En 2024, les revenus des capitaux mobiliers bondissent de 32 % [1]. Selon France Stratégie, relayé par l’Observatoire des inégalités, 96 % de ces dividendes atterrissent dans les mains de 1 % des foyers fiscaux [10]. Ce chiffre dit le rétrécissement du moteur de l’économie, au-delà de l’enrichissement d’un petit nombre. Quand le capital est aussi concentré, il finance moins d’entreprises, alimente moins d’épargne productive, protège moins de retraites. L’enjeu posé à 2027 est là : élargir le nombre de Français qui détiennent du capital, pas simplement redistribuer la rente d’un petit nombre.
2 228 euros médians par mois, mais un record de pauvreté depuis 1996
En 2024, le niveau de vie médian atteint 2 228 euros par mois [1]. Après redistribution, ce niveau est 7,8 % plus élevé qu’en 2008 en euros constants [1]. Entre 2023 et 2024, il progresse de 1,8 % [1].
Cette progression moyenne cache des trajectoires opposées. Les revenus des capitaux mobiliers déclarés à l’administration fiscale, dividendes compris, augmentent de 32 % en 2024 [1]. Le niveau de vie des plus modestes, lui, avait baissé en 2023 en euros constants, faute de reconduction des mesures de soutien au pouvoir d’achat actives en 2022 [2].
En 2024, deux des trois principaux indicateurs d’inégalités atteignent leur niveau maximum depuis 1996 [1]. Le taux de pauvreté s’établissait à 15,4 % en 2023, un record depuis le début du suivi [2]. Plus d’une famille monoparentale sur trois vit sous le seuil de pauvreté, soit 34,3 % en 2023 [2]. Le taux de pauvreté des moins de 18 ans atteignait 21,9 % la même année [2]. En nombre d’enfants, cela représentait 2,9 millions [2].
Sur longue période, une forte baisse des inégalités avait commencé au début de la Première Guerre mondiale. Une tendance inégalitaire est réapparue au milieu des années 1980 [5]. Cette rupture n’a jamais été inversée.
Le patrimoine, la frontière qui décide tout
Les inégalités de patrimoine opèrent dans une autre catégorie que les inégalités de revenu. En 2024, la moitié des ménages disposent d’un patrimoine brut supérieur à 205 000 euros [3]. Les 10 % des ménages les mieux dotés détiennent près de la moitié de la masse totale [3].
À l’autre bout de l’échelle, les 10 % les moins fortunés possèdent au maximum 6 200 euros en 2024, l’équivalent d’une voiture d’occasion [3]. Au cours des dix années précédentes, une fois l’inflation prise en compte, leur plafond de patrimoine a progressé de 700 euros [3]. Les ménages situés entre les 10 % et les 40 % les moins dotés n’ont enregistré aucune progression réelle sur la même période [3]. Pour la moitié la plus dotée en revanche, la hausse est de 10 à 15 % [3].

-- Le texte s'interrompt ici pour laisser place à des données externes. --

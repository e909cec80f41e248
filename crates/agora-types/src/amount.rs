//! Amount type for Agora
//!
//! Agora is single-asset: every price and balance is a `u64` of base units.
//! All arithmetic is checked, and the auction interpolation is done in
//! `u128` so `price * elapsed` cannot overflow mid-calculation.

use crate::{AgoraError, Result};
use serde::{Deserialize, Serialize};
use std::fmt;
use std::iter::Sum;

/// A non-negative amount of the market's settlement asset, in base units
#[derive(
    Debug, Clone, Copy, Default, PartialEq, Eq, PartialOrd, Ord, Hash, Serialize, Deserialize,
)]
pub struct Amount(pub u64);

impl Amount {
    /// Create an amount from base units
    pub const fn new(value: u64) -> Self {
        Self(value)
    }

    /// The zero amount
    pub const fn zero() -> Self {
        Self(0)
    }

    /// Check if the amount is zero
    pub fn is_zero(&self) -> bool {
        self.0 == 0
    }

    /// Checked addition
    pub fn checked_add(self, other: Self) -> Result<Self> {
        self.0
            .checked_add(other.0)
            .map(Self)
            .ok_or(AgoraError::AmountOverflow)
    }

    /// Checked subtraction
    pub fn checked_sub(self, other: Self) -> Result<Self> {
        self.0
            .checked_sub(other.0)
            .map(Self)
            .ok_or(AgoraError::AmountUnderflow)
    }

    /// Compute `self + (other - self) * numerator / denominator`, truncating
    /// toward zero.
    ///
    /// This is the auction interpolation: `other >= self` must hold and
    /// `denominator` must be non-zero. The intermediate product is carried in
    /// u128, so no overflow is possible for any u64 inputs.
    pub fn lerp(self, other: Self, numerator: u64, denominator: u64) -> Result<Self> {
        if denominator == 0 {
            return Err(AgoraError::DivisionByZero);
        }
        let span = other.checked_sub(self)?;
        let scaled = (span.0 as u128) * (numerator as u128) / (denominator as u128);
        // span * num / den <= span for num <= den, so the cast cannot truncate
        self.checked_add(Self(scaled as u64))
    }
}

impl fmt::Display for Amount {
    fn fmt(&self, f: &mut fmt::Formatter<'_>) -> fmt::Result {
        write!(f, "{}", self.0)
    }
}

impl Sum for Amount {
    fn sum<I: Iterator<Item = Self>>(iter: I) -> Self {
        iter.fold(Amount::zero(), |acc, a| {
            Amount(acc.0.saturating_add(a.0))
        })
    }
}

#[cfg(test)]
mod tests {
    use super::*;

    #[test]
    fn test_checked_arithmetic() {
        let a = Amount::new(100);
        let b = Amount::new(40);

        assert_eq!(a.checked_add(b).unwrap(), Amount::new(140));
        assert_eq!(a.checked_sub(b).unwrap(), Amount::new(60));
        assert!(b.checked_sub(a).is_err());
        assert!(Amount::new(u64::MAX).checked_add(Amount::new(1)).is_err());
    }

    #[test]
    fn test_lerp_endpoints() {
        let min = Amount::new(100);
        let max = Amount::new(200);

        assert_eq!(min.lerp(max, 0, 60).unwrap(), min);
        assert_eq!(min.lerp(max, 60, 60).unwrap(), max);
        assert_eq!(min.lerp(max, 30, 60).unwrap(), Amount::new(150));
    }

    #[test]
    fn test_lerp_truncates_toward_zero() {
        // 0 + 10 * 1 / 3 = 3.33.. -> 3
        assert_eq!(
            Amount::zero().lerp(Amount::new(10), 1, 3).unwrap(),
            Amount::new(3)
        );
    }

    #[test]
    fn test_lerp_no_overflow_at_extremes() {
        let min = Amount::zero();
        let max = Amount::new(u64::MAX);
        assert_eq!(min.lerp(max, u64::MAX, u64::MAX).unwrap(), max);
    }

    #[test]
    fn test_lerp_zero_denominator() {
        assert!(matches!(
            Amount::zero().lerp(Amount::new(10), 1, 0),
            Err(AgoraError::DivisionByZero)
        ));
    }
}
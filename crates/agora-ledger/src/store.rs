//! Append-only job store
//!
//! Jobs live in an index-stable sequence: ids are assigned densely from 0,
//! never reused and never deleted, so `JobId` doubles as the index. Each job
//! sits behind its own async mutex, which gives every operation exclusive
//! access to exactly one job; operations on different jobs never contend,
//! and reads only need a snapshot clone.

use std::sync::Arc;

use agora_types::{AgoraError, Job, JobId, Result};
use tokio::sync::{Mutex, RwLock};

/// Shared, append-only collection of jobs
#[derive(Clone, Default)]
pub struct JobStore {
    jobs: Arc<RwLock<Vec<Arc<Mutex<Job>>>>>,
}

impl JobStore {
    /// Create an empty store
    pub fn new() -> Self {
        Self::default()
    }

    /// Number of jobs ever posted
    pub async fn len(&self) -> u64 {
        self.jobs.read().await.len() as u64
    }

    /// Check whether the store is empty
    pub async fn is_empty(&self) -> bool {
        self.jobs.read().await.is_empty()
    }

    /// The handle for a job, or `JobNotFound`
    pub async fn get(&self, job_id: JobId) -> Result<Arc<Mutex<Job>>> {
        let jobs = self.jobs.read().await;
        jobs.get(job_id.index())
            .cloned()
            .ok_or(AgoraError::JobNotFound { job_id: job_id.0 })
    }

    /// A snapshot clone of a job's current state
    pub async fn snapshot(&self, job_id: JobId) -> Result<Job> {
        let handle = self.get(job_id).await?;
        let job = handle.lock().await;
        Ok(job.clone())
    }

    /// Append a job built from the id it will receive
    ///
    /// The write lock is held while `build` runs (including across its await),
    /// so the reserved id is committed or dropped atomically: if `build` fails
    /// nothing is appended and the id goes to the next posting.
    pub async fn append_with<F, Fut>(&self, build: F) -> Result<JobId>
    where
        F: FnOnce(JobId) -> Fut,
        Fut: std::future::Future<Output = Result<Job>>,
    {
        let mut jobs = self.jobs.write().await;
        let job_id = JobId(jobs.len() as u64);
        let job = build(job_id).await?;
        jobs.push(Arc::new(Mutex::new(job)));
        Ok(job_id)
    }
}

#[cfg(test)]
mod tests {
    use super::*;
    use agora_types::{AgentId, Amount, JobStatus};
    use chrono::Utc;

    fn job(id: JobId) -> Job {
        Job {
            id,
            requester: AgentId::new(),
            description: "test".to_string(),
            min_price: Amount::new(1),
            max_price: Amount::new(2),
            auction_start: Utc::now(),
            auction_duration_secs: 60,
            work_deadline_secs: 60,
            claimed_at: None,
            worker: None,
            worker_registry_id: None,
            submission_uri: None,
            locked_amount: Amount::zero(),
            rating: None,
            status: JobStatus::Open,
        }
    }

    #[tokio::test]
    async fn test_ids_are_dense_and_stable() {
        let store = JobStore::new();
        assert!(store.is_empty().await);

        let a = store.append_with(|id| async move { Ok(job(id)) }).await.unwrap();
        let b = store.append_with(|id| async move { Ok(job(id)) }).await.unwrap();

        assert_eq!(a, JobId(0));
        assert_eq!(b, JobId(1));
        assert_eq!(store.len().await, 2);
        assert_eq!(store.snapshot(a).await.unwrap().id, a);
    }

    #[tokio::test]
    async fn test_failed_build_does_not_burn_id() {
        let store = JobStore::new();

        let result = store
            .append_with(|_| async move {
                Err(AgoraError::invalid_input("description", "must not be empty"))
            })
            .await;
        assert!(result.is_err());
        assert_eq!(store.len().await, 0);

        // The next posting still gets id 0
        let id = store.append_with(|id| async move { Ok(job(id)) }).await.unwrap();
        assert_eq!(id, JobId(0));
    }

    #[tokio::test]
    async fn test_unknown_id_is_not_found() {
        let store = JobStore::new();
        assert!(matches!(
            store.snapshot(JobId(9)).await,
            Err(AgoraError::JobNotFound { job_id: 9 })
        ));
    }
}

Sur vingt ans, l’écart s’est creusé. La mesure de concentration du patrimoine brut (un score entre 0, répartition parfaitement égale, et 1, concentration totale) est passée de 0,639 à 0,662 entre 1998 et 2021, principalement sous l’effet de la hausse des prix de l’immobilier [4]. La Banque de France mesure une accélération récente, sur données de la Banque centrale européenne [11]. La part détenue par la moitié la moins fortunée stagne à 5 % du patrimoine total. Celle des 10 % les plus aisés a progressé de 1,7 point et atteint plus de 54 % à la fin 2023 [11].
Ce creusement patrimonial a une conséquence directe sur les revenus futurs. Les dividendes ont augmenté de 10 % en 2022, puis encore de 10 % en 2023 [10]. Ces revenus ne concernent qu’une fraction infime de la population. En 2021, selon France Stratégie, relayé par l’Observatoire des inégalités, 96 % des dividendes sont attribués à 1 % de l’ensemble des foyers fiscaux [10]. Quand le capital est aussi étroitement réparti, c’est toute l’économie qui se prive d’actionnaires, d’épargnants productifs et de retraites moins dépendantes du seul régime par répartition.
La fermeture comme destin, l’ouverture comme choix politique
Les sociétés prospèrent systématiquement quand elles embrassent l’ouverture aux échanges, aux idées et aux personnes, et déclinent quand elles s’en retirent. C’est la thèse centrale de Johan Norberg dans Peak Human (2025) [12]. Son apport le plus original est de traiter les âges d’or non comme des sommets sur une pente ascendante, mais comme des équilibres instables. Ces équilibres sont productifs parce qu’ils relâchent les contraintes sur le commerce, la croyance, l’identité, l’entreprise. Mais ils sont instables : le relâchement menace le contrôle.
Le mécanisme de déclin suit un schéma précis [12]. L’anxiété de statut s’installe. La peur de la disruption pousse à la fermeture. L’orthodoxie se solidifie. Les données françaises l’illustrent.
Les âges d’or donnent du pouvoir aux outsiders (marchands, immigrants, innovateurs) dont le succès menace les hiérarchies établies [12]. À mesure que la richesse s’accumule, l’incitation à contrôler l’entrée et à restreindre la concurrence se renforce. Les élites découvrent que la fermeture est plus sûre que l’ouverture, une fois qu’elles ont quelque chose qui vaut la peine d’être protégé.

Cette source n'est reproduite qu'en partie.